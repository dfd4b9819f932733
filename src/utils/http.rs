// src/utils/http.rs

//! HTTP client utilities.

use std::time::Duration;

use reqwest::StatusCode;

use crate::error::{AppError, Result};
use crate::models::CrawlerConfig;

/// Create a configured asynchronous HTTP client.
pub fn create_async_client(config: &CrawlerConfig) -> Result<reqwest::Client> {
    let client = reqwest::Client::builder()
        .user_agent(&config.user_agent)
        .timeout(Duration::from_secs(config.timeout_secs))
        .build()?;
    Ok(client)
}

/// Send a GET request and map non-success statuses onto crawler errors.
///
/// `404` becomes `NotFound`; any other failure status becomes `Fetch`.
pub async fn get(
    client: &reqwest::Client,
    url: url::Url,
    context: &str,
) -> Result<reqwest::Response> {
    let response = client
        .get(url)
        .header("X-Requested-With", "XMLHttpRequest")
        .send()
        .await
        .map_err(|e| AppError::fetch(context, e))?;

    match response.status() {
        status if status.is_success() => Ok(response),
        StatusCode::NOT_FOUND => Err(AppError::not_found(context)),
        status => Err(AppError::fetch(context, format!("HTTP {status}"))),
    }
}
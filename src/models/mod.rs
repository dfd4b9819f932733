// src/models/mod.rs

//! Domain models for the course crawler.

mod config;
mod course;
mod stats;
mod target;

// Re-export all public types
pub use config::{Config, CrawlerConfig, PathsConfig};
pub use course::{CourseDetail, CourseKey, CourseMeta, GradingPolicy, Methodology, Quota, ScheduleSlot};
pub use stats::{CrawlCounters, CrawlStats};
pub use target::Target;

#[cfg(test)]
pub(crate) use course::fixtures;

**EXERCISE DESCRIPTION**
The lines you need are those holding the word "context"; copy each of them from the material above.

**FINAL ANSWER**
    context: &str,
        .map_err(|e| AppError::fetch(context, e))?;
        StatusCode::NOT_FOUND => Err(AppError::not_found(context)),
        status => Err(AppError::fetch(context, format!("HTTP {status}"))),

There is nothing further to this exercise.